Copy out the data below verbatim.

[Stored data]
══════════

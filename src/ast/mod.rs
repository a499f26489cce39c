//! Parsed configuration tree
//!
//! A small, loosely-typed model of a parsed HCL file: an object list of items,
//! each with key tokens and a value node. Values are kept as raw token text;
//! nothing here evaluates expressions.

use serde::{Deserialize, Serialize};

/// Lexical class of a key or literal token
#[derive(Debug, Clone, Copy, PartialEq, Eq, Serialize, Deserialize)]
#[serde(rename_all = "snake_case")]
pub enum TokenKind {
    Ident,
    String,
    Number,
    Bool,
    Heredoc,
    Null,
}

/// A token with its raw source text
#[derive(Debug, Clone, PartialEq, Eq, Serialize, Deserialize)]
pub struct Token {
    pub kind: TokenKind,
    /// Source text exactly as written, quotes included
    pub text: String,
}

impl Token {
    pub fn new(kind: TokenKind, text: impl Into<String>) -> Self {
        Self {
            kind,
            text: text.into(),
        }
    }

    pub fn ident(text: impl Into<String>) -> Self {
        Self::new(TokenKind::Ident, text)
    }

    /// String token; `text` must already carry its quotes.
    pub fn string(text: impl Into<String>) -> Self {
        Self::new(TokenKind::String, text)
    }
}

#[derive(Debug, Clone, PartialEq, Eq, Serialize, Deserialize)]
pub struct ObjectKey {
    pub token: Token,
}

/// A single `//`, `#` or `/* */` comment
#[derive(Debug, Clone, PartialEq, Eq, Serialize, Deserialize)]
pub struct Comment {
    pub text: String,
}

/// Adjacent comments with no blank line between them
#[derive(Debug, Clone, Default, PartialEq, Eq, Serialize, Deserialize)]
pub struct CommentGroup {
    pub list: Vec<Comment>,
}

impl CommentGroup {
    pub fn from_lines<I, S>(lines: I) -> Self
    where
        I: IntoIterator<Item = S>,
        S: Into<String>,
    {
        Self {
            list: lines
                .into_iter()
                .map(|text| Comment { text: text.into() })
                .collect(),
        }
    }
}

/// A scalar value, kept as source text
#[derive(Debug, Clone, PartialEq, Eq, Serialize, Deserialize)]
pub struct LiteralType {
    pub token: Token,
}

/// A braced body: `{ ... }`
#[derive(Debug, Clone, Default, PartialEq, Eq, Serialize, Deserialize)]
pub struct ObjectType {
    pub list: ObjectList,
}

/// A bracketed list: `[ ... ]`
#[derive(Debug, Clone, Default, PartialEq, Eq, Serialize, Deserialize)]
pub struct ListType {
    pub list: Vec<Node>,
}

/// Ordered sequence of items
#[derive(Debug, Clone, Default, PartialEq, Eq, Serialize, Deserialize)]
pub struct ObjectList {
    pub items: Vec<ObjectItem>,
}

#[derive(Debug, Clone, PartialEq, Eq, Serialize, Deserialize)]
#[serde(tag = "type", rename_all = "snake_case")]
pub enum Node {
    ObjectList(ObjectList),
    Object(ObjectType),
    Literal(LiteralType),
    List(ListType),
    /// Any expression that is not a plain literal (references, calls, operators)
    Expression { text: String },
}

impl Node {
    pub fn literal(token: Token) -> Self {
        Node::Literal(LiteralType { token })
    }

    pub fn object(items: Vec<ObjectItem>) -> Self {
        Node::Object(ObjectType {
            list: ObjectList { items },
        })
    }

    pub fn kind_name(&self) -> &'static str {
        match self {
            Node::ObjectList(_) => "object list",
            Node::Object(_) => "object",
            Node::Literal(_) => "literal",
            Node::List(_) => "list",
            Node::Expression { .. } => "expression",
        }
    }
}

/// One `keys... = value` or `keys... { ... }` entry
#[derive(Debug, Clone, PartialEq, Eq, Serialize, Deserialize)]
pub struct ObjectItem {
    pub keys: Vec<ObjectKey>,
    #[serde(rename = "val")]
    pub value: Node,
    #[serde(default, skip_serializing_if = "Option::is_none")]
    pub lead_comment: Option<CommentGroup>,
}

impl ObjectItem {
    pub fn new(keys: Vec<Token>, value: Node) -> Self {
        Self {
            keys: keys.into_iter().map(|token| ObjectKey { token }).collect(),
            value,
            lead_comment: None,
        }
    }

    /// `key = value` attribute
    pub fn attribute(key: &str, value: Node) -> Self {
        Self::new(vec![Token::ident(key)], value)
    }

    /// `kind "label" { items }` block
    pub fn block(kind: &str, label: &str, items: Vec<ObjectItem>) -> Self {
        Self::new(
            vec![Token::ident(kind), Token::string(format!("\"{}\"", label))],
            Node::object(items),
        )
    }

    pub fn with_lead_comment(mut self, comment: CommentGroup) -> Self {
        self.lead_comment = Some(comment);
        self
    }

    /// Raw text of the key at `index`
    pub fn key_text(&self, index: usize) -> Option<&str> {
        self.keys.get(index).map(|k| k.token.text.as_str())
    }
}

/// A parsed file
#[derive(Debug, Clone, PartialEq, Eq, Serialize, Deserialize)]
pub struct File {
    pub node: Node,
    /// Every comment group in the file, in source order
    #[serde(default)]
    pub comments: Vec<CommentGroup>,
}

impl File {
    pub fn new(items: Vec<ObjectItem>) -> Self {
        Self {
            node: Node::ObjectList(ObjectList { items }),
            comments: Vec::new(),
        }
    }

    pub fn with_comments(mut self, comments: Vec<CommentGroup>) -> Self {
        self.comments = comments;
        self
    }

    pub fn object_list(&self) -> Option<&ObjectList> {
        match &self.node {
            Node::ObjectList(list) => Some(list),
            _ => None,
        }
    }
}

══════════

RESPONSE TO THIS EXERCISE -
filename src/ast/mod.rs
repository a499f26489cce39c
//! Parsed configuration tree
//!
//! A small, loosely-typed model of a parsed HCL file: an object list of items,
//! each with key tokens and a value node. Values are kept as raw token text;
//! nothing here evaluates expressions.

use serde::{Deserialize, Serialize};

/// Lexical class of a key or literal token
#[derive(Debug, Clone, Copy, PartialEq, Eq, Serialize, Deserialize)]
#[serde(rename_all = "snake_case")]
pub enum TokenKind {
    Ident,
    String,
    Number,
    Bool,
    Heredoc,
    Null,
}

/// A token with its raw source text
#[derive(Debug, Clone, PartialEq, Eq, Serialize, Deserialize)]
pub struct Token {
    pub kind: TokenKind,
    /// Source text exactly as written, quotes included
    pub text: String,
}

impl Token {
    pub fn new(kind: TokenKind, text: impl Into<String>) -> Self {
        Self {
            kind,
            text: text.into(),
        }
    }

    pub fn ident(text: impl Into<String>) -> Self {
        Self::new(TokenKind::Ident, text)
    }

    /// String token; `text` must already carry its quotes.
    pub fn string(text: impl Into<String>) -> Self {
        Self::new(TokenKind::String, text)
    }
}

#[derive(Debug, Clone, PartialEq, Eq, Serialize, Deserialize)]
pub struct ObjectKey {
    pub token: Token,
}

/// A single `//`, `#` or `/* */` comment
#[derive(Debug, Clone, PartialEq, Eq, Serialize, Deserialize)]
pub struct Comment {
    pub text: String,
}

/// Adjacent comments with no blank line between them
#[derive(Debug, Clone, Default, PartialEq, Eq, Serialize, Deserialize)]
pub struct CommentGroup {
    pub list: Vec<Comment>,
}

impl CommentGroup {
    pub fn from_lines<I, S>(lines: I) -> Self
    where
        I: IntoIterator<Item = S>,
        S: Into<String>,
    {
        Self {
            list: lines
                .into_iter()
                .map(|text| Comment { text: text.into() })
                .collect(),
        }
    }
}

/// A scalar value, kept as source text
#[derive(Debug, Clone, PartialEq, Eq, Serialize, Deserialize)]
pub struct LiteralType {
    pub token: Token,
}

/// A braced body: `{ ... }`
#[derive(Debug, Clone, Default, PartialEq, Eq, Serialize, Deserialize)]
pub struct ObjectType {
    pub list: ObjectList,
}

/// A bracketed list: `[ ... ]`
#[derive(Debug, Clone, Default, PartialEq, Eq, Serialize, Deserialize)]
pub struct ListType {
    pub list: Vec<Node>,
}

/// Ordered sequence of items
#[derive(Debug, Clone, Default, PartialEq, Eq, Serialize, Deserialize)]
pub struct ObjectList {
    pub items: Vec<ObjectItem>,
}

#[derive(Debug, Clone, PartialEq, Eq, Serialize, Deserialize)]
#[serde(tag = "type", rename_all = "snake_case")]
pub enum Node {
    ObjectList(ObjectList),
    Object(ObjectType),
    Literal(LiteralType),
    List(ListType),
    /// Any expression that is not a plain literal (references, calls, operators)
    Expression { text: String },
}

impl Node {
    pub fn literal(token: Token) -> Self {
        Node::Literal(LiteralType { token })
    }

    pub fn object(items: Vec<ObjectItem>) -> Self {
        Node::Object(ObjectType {
            list: ObjectList { items },
        })
    }

    pub fn kind_name(&self) -> &'static str {
        match self {
            Node::ObjectList(_) => "object list",
            Node::Object(_) => "object",
            Node::Literal(_) => "literal",
            Node::List(_) => "list",
            Node::Expression { .. } => "expression",
        }
    }
}

/// One `keys... = value` or `keys... { ... }` entry
#[derive(Debug, Clone, PartialEq, Eq, Serialize, Deserialize)]
pub struct ObjectItem {
    pub keys: Vec<ObjectKey>,
    #[serde(rename = "val")]
    pub value: Node,
    #[serde(default, skip_serializing_if = "Option::is_none")]
    pub lead_comment: Option<CommentGroup>,
}

impl ObjectItem {
    pub fn new(keys: Vec<Token>, value: Node) -> Self {
        Self {
            keys: keys.into_iter().map(|token| ObjectKey { token }).collect(),
            value,
            lead_comment: None,
        }
    }

    /// `key = value` attribute
    pub fn attribute(key: &str, value: Node) -> Self {
        Self::new(vec![Token::ident(key)], value)
    }

    /// `kind "label" { items }` block
    pub fn block(kind: &str, label: &str, items: Vec<ObjectItem>) -> Self {
        Self::new(
            vec![Token::ident(kind), Token::string(format!("\"{}\"", label))],
            Node::object(items),
        )
    }

    pub fn with_lead_comment(mut self, comment: CommentGroup) -> Self {
        self.lead_comment = Some(comment);
        self
    }

    /// Raw text of the key at `index`
    pub fn key_text(&self, index: usize) -> Option<&str> {
        self.keys.get(index).map(|k| k.token.text.as_str())
    }
}

/// A parsed file
#[derive(Debug, Clone, PartialEq, Eq, Serialize, Deserialize)]
pub struct File {
    pub node: Node,
    /// Every comment group in the file, in source order
    #[serde(default)]
    pub comments: Vec<CommentGroup>,
}

impl File {
    pub fn new(items: Vec<ObjectItem>) -> Self {
        Self {
            node: Node::ObjectList(ObjectList { items }),
            comments: Vec::new(),
        }
    }

    pub fn with_comments(mut self, comments: Vec<CommentGroup>) -> Self {
        self.comments = comments;
        self
    }

    pub fn object_list(&self) -> Option<&ObjectList> {
        match &self.node {
            Node::ObjectList(list) => Some(list),
            _ => None,
        }
    }
}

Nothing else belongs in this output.